Analyse – Les sanctions économiques de l’UE : un débat éthique

En réponse à ce qu’elle perçoit être une détérioration de l’environnement démocratique au Cambodge, la Commission Européenne a annoncé le 5 octobre 2018 qu’elle lançait le processus de suspension de l’accord commercial « Tout Sauf les Armes. » Une décision qui n’est pas sans débat, ni controverse.

Les élections générales de juillet 2018 ont mené à la victoire du parti du Premier Ministre Hun Sen, après la dissolution du principal parti d’opposition et à l’arrestation qualifiée d’arbitraire par l’organisation des Nations Unies (ONU) de son leader Kem Sokha. En parallèle, la presse et la société civile ont fait face à une répression grandissante, selon l’ONU.

L’Union Européenne (UE) n’est pas restée sans réagir face à ce qu’elle considère être une « régression » démocratique orchestrée par le parti au pouvoir depuis 33 ans.

Après avoir fait de nombreuses déclarations officielles faisant état de ses préoccupations, coupé le financement du Comité Electoral, refusé catégoriquement d’envoyer des observateurs électoraux et menacé le Cambodge de sanctions économiques, l’UE, par la voix de Cecilia Malmström, Commissaire au commerce, a annoncé le lancement du processus de suspension de l’accord « Tout sauf les armes. »

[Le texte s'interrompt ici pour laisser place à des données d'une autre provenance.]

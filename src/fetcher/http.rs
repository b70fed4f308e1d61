//! HTTP content client
//!
//! Implements [`ContentClient`] and [`ItemDownloader`] against the media API:
//! - Bearer authorization from a [`TokenProvider`]
//! - Status classification into [`FetcherError`]
//! - Optional interval budget for track downloads
//! - Streaming downloads through a `.part` file, fsynced and renamed on completion
//!
//! This client never retries. Wrap it in [`crate::fetcher::retry::Retrying`] for that.

use async_trait::async_trait;
use futures_util::StreamExt;
use reqwest::{Client, Response, StatusCode};
use serde::Deserialize;
use std::path::{Path, PathBuf};
use std::sync::Arc;
use tokio::io::AsyncWriteExt;
use tokio_util::sync::CancellationToken;
use tracing::{debug, warn};

use crate::downloader::config::DEFAULT_PAGE_SIZE;
use crate::downloader::rate_limit::{BudgetLimiter, RateLimitError};
use crate::fetcher::{ContentClient, FetcherError, FetcherResult, ItemDownloader, Page, RawItem};
use crate::identifier::GroupRef;
use crate::metrics::HttpRequestMetrics;
use crate::Item;

/// Supplies the bearer token for API requests
///
/// Refreshing an expired token is the provider's business; the client only
/// reports [`FetcherError::AuthorizationExpired`] when the API rejects one.
#[async_trait]
pub trait TokenProvider: Send + Sync {
    /// Current access token
    async fn token(&self) -> FetcherResult<String>;
}

/// Fixed token, e.g. from the command line
#[derive(Clone)]
pub struct StaticToken(String);

impl StaticToken {
    /// Wrap a token
    pub fn new(token: impl Into<String>) -> Self {
        Self(token.into())
    }
}

impl std::fmt::Debug for StaticToken {
    fn fmt(&self, f: &mut std::fmt::Formatter<'_>) -> std::fmt::Result {
        f.write_str("StaticToken(***)")
    }
}

#[async_trait]
impl TokenProvider for StaticToken {
    async fn token(&self) -> FetcherResult<String> {
        Ok(self.0.clone())
    }
}

#[derive(Debug, Deserialize)]
#[serde(rename_all = "camelCase")]
struct PageResponse {
    total_number_of_items: usize,
    #[serde(default)]
    items: Vec<RawItem>,
}

/// Map an unsuccessful HTTP status onto the fetcher error taxonomy
pub fn classify_status(status: StatusCode, body: &str) -> FetcherError {
    match status {
        StatusCode::UNAUTHORIZED => FetcherError::AuthorizationExpired,
        StatusCode::TOO_MANY_REQUESTS => FetcherError::RateLimitExceeded,
        s if s.is_server_error() => FetcherError::ServerError(s.as_u16()),
        s => FetcherError::ClientError(s.as_u16(), body.chars().take(200).collect()),
    }
}

async fn check_status(response: Response) -> FetcherResult<Response> {
    let status = response.status();
    if status.is_success() {
        return Ok(response);
    }

    let body = response
        .text()
        .await
        .unwrap_or_else(|_| "Unknown error".to_string());
    Err(classify_status(status, &body))
}

/// Sibling path a download is streamed to before the final rename
pub fn part_path(destination: &Path) -> PathBuf {
    let mut name = destination.as_os_str().to_owned();
    name.push(".part");
    PathBuf::from(name)
}

/// HTTP implementation of both content collaborators
pub struct ApiHttpClient {
    client: Client,
    base_url: String,
    tokens: Arc<dyn TokenProvider>,
    country_code: String,
    page_size: usize,
    download_budget: Option<Arc<BudgetLimiter>>,
}

impl ApiHttpClient {
    /// Create new HTTP client
    ///
    /// # Arguments
    /// * `client` - Shared HTTP client
    /// * `base_url` - API root, without trailing slash (e.g., "<https://api.example.com/v1>")
    /// * `tokens` - Bearer token source
    /// * `country_code` - Catalog region sent with every request
    pub fn new(
        client: Client,
        base_url: impl Into<String>,
        tokens: Arc<dyn TokenProvider>,
        country_code: impl Into<String>,
    ) -> Self {
        Self {
            client,
            base_url: base_url.into().trim_end_matches('/').to_string(),
            tokens,
            country_code: country_code.into(),
            page_size: DEFAULT_PAGE_SIZE,
            download_budget: None,
        }
    }

    /// Set the number of entries requested per page
    pub fn with_page_size(mut self, page_size: usize) -> Self {
        self.page_size = page_size.max(1);
        self
    }

    /// Charge one budget unit per track download against `limiter`
    pub fn with_download_budget(mut self, limiter: Arc<BudgetLimiter>) -> Self {
        self.download_budget = Some(limiter);
        self
    }

    /// Entries requested per page
    pub fn page_size(&self) -> usize {
        self.page_size
    }

    fn page_url(&self, group: &GroupRef) -> String {
        format!(
            "{}/{}/{}/items",
            self.base_url,
            group.kind().endpoint_segment(),
            group.id()
        )
    }

    fn stream_url(&self, item: &Item) -> String {
        format!("{}/tracks/{}/stream", self.base_url, item.id)
    }

    async fn send(
        &self,
        cancel: &CancellationToken,
        endpoint: &'static str,
        request: reqwest::RequestBuilder,
    ) -> FetcherResult<Response> {
        let metrics = HttpRequestMetrics::start(endpoint);

        let sent = tokio::select! {
            biased;
            _ = cancel.cancelled() => return Err(FetcherError::Cancelled),
            sent = request.send() => sent,
        };

        match sent {
            Ok(response) => {
                metrics.record_complete(response.status().as_u16());
                check_status(response).await
            }
            Err(e) => {
                metrics.record_network_error();
                Err(FetcherError::NetworkError(e.to_string()))
            }
        }
    }

    async fn open_stream(&self, cancel: &CancellationToken, item: &Item) -> FetcherResult<Response> {
        let token = self.tokens.token().await?;
        let request = self
            .client
            .get(self.stream_url(item))
            .bearer_auth(token)
            .query(&[("countryCode", self.country_code.as_str())]);

        match &self.download_budget {
            Some(limiter) => limiter
                .submit(cancel, 1, || self.send(cancel, "stream", request))
                .await
                .map_err(|e| match e {
                    RateLimitError::Cancelled => FetcherError::Cancelled,
                    other => FetcherError::ApiError(other.to_string()),
                })?,
            None => self.send(cancel, "stream", request).await,
        }
    }
}

#[async_trait]
impl ContentClient for ApiHttpClient {
    async fn fetch_page(
        &self,
        cancel: &CancellationToken,
        group: &GroupRef,
        page_index: usize,
    ) -> FetcherResult<Page> {
        let token = self.tokens.token().await?;
        let offset = page_index * self.page_size;
        let request = self
            .client
            .get(self.page_url(group))
            .bearer_auth(token)
            .query(&[
                ("offset", offset.to_string()),
                ("limit", self.page_size.to_string()),
                ("countryCode", self.country_code.clone()),
            ]);

        debug!(group = %group, offset, limit = self.page_size, "Requesting page");
        let response = self.send(cancel, "page", request).await?;

        let body = tokio::select! {
            biased;
            _ = cancel.cancelled() => return Err(FetcherError::Cancelled),
            body = response.json::<PageResponse>() => body,
        }
        .map_err(|e| FetcherError::ParseError(format!("Failed to deserialize page: {e}")))?;

        Ok(Page {
            items: body.items,
            declared_total: body.total_number_of_items,
        })
    }
}

#[async_trait]
impl ItemDownloader for ApiHttpClient {
    async fn download_item(
        &self,
        cancel: &CancellationToken,
        item: &Item,
        destination: &Path,
    ) -> FetcherResult<()> {
        let response = self.open_stream(cancel, item).await?;
        let part = part_path(destination);

        if let Err(e) = stream_to_file(cancel, response, &part).await {
            if let Err(cleanup) = tokio::fs::remove_file(&part).await {
                if cleanup.kind() != std::io::ErrorKind::NotFound {
                    warn!(path = %part.display(), error = %cleanup, "Failed to remove partial download");
                }
            }
            return Err(e);
        }

        tokio::fs::rename(&part, destination).await?;
        debug!(item_id = %item.id, path = %destination.display(), "Track written");
        Ok(())
    }
}

/// Write the response body to `path`, observing `cancel` between chunks
///
/// A chunk that has started writing is always written completely.
async fn stream_to_file(
    cancel: &CancellationToken,
    response: Response,
    path: &Path,
) -> FetcherResult<()> {
    let mut file = tokio::fs::File::create(path).await?;
    let mut body = Box::pin(response.bytes_stream());

    loop {
        let next = tokio::select! {
            biased;
            _ = cancel.cancelled() => return Err(FetcherError::Cancelled),
            next = body.next() => next,
        };

        match next {
            Some(Ok(chunk)) => file.write_all(&chunk).await?,
            Some(Err(e)) => return Err(FetcherError::NetworkError(e.to_string())),
            None => break,
        }
    }

    file.flush().await?;
    file.sync_all().await?;
    Ok(())
}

Perturbation majeure du secteur économique

Le pas est important. Cet accord commercial permet au Cambodge d’exporter ses produits vers les pays européens sans payer de droits de douane. Une suspension complète coûterait au pays 676 millions de dollars, et causerait une perturbation majeure du secteur économique. L’objectif de cette mesure est de rétablir un environnement démocratique et de garantir les droits de l’homme dans le pays. Pendant la procédure qui durera 12 mois, les décideurs européens gardent l’espoir qu’une décision du Gouvernement cambodgien en faveur des libertés civiles et politiques permettra d’interrompre le processus.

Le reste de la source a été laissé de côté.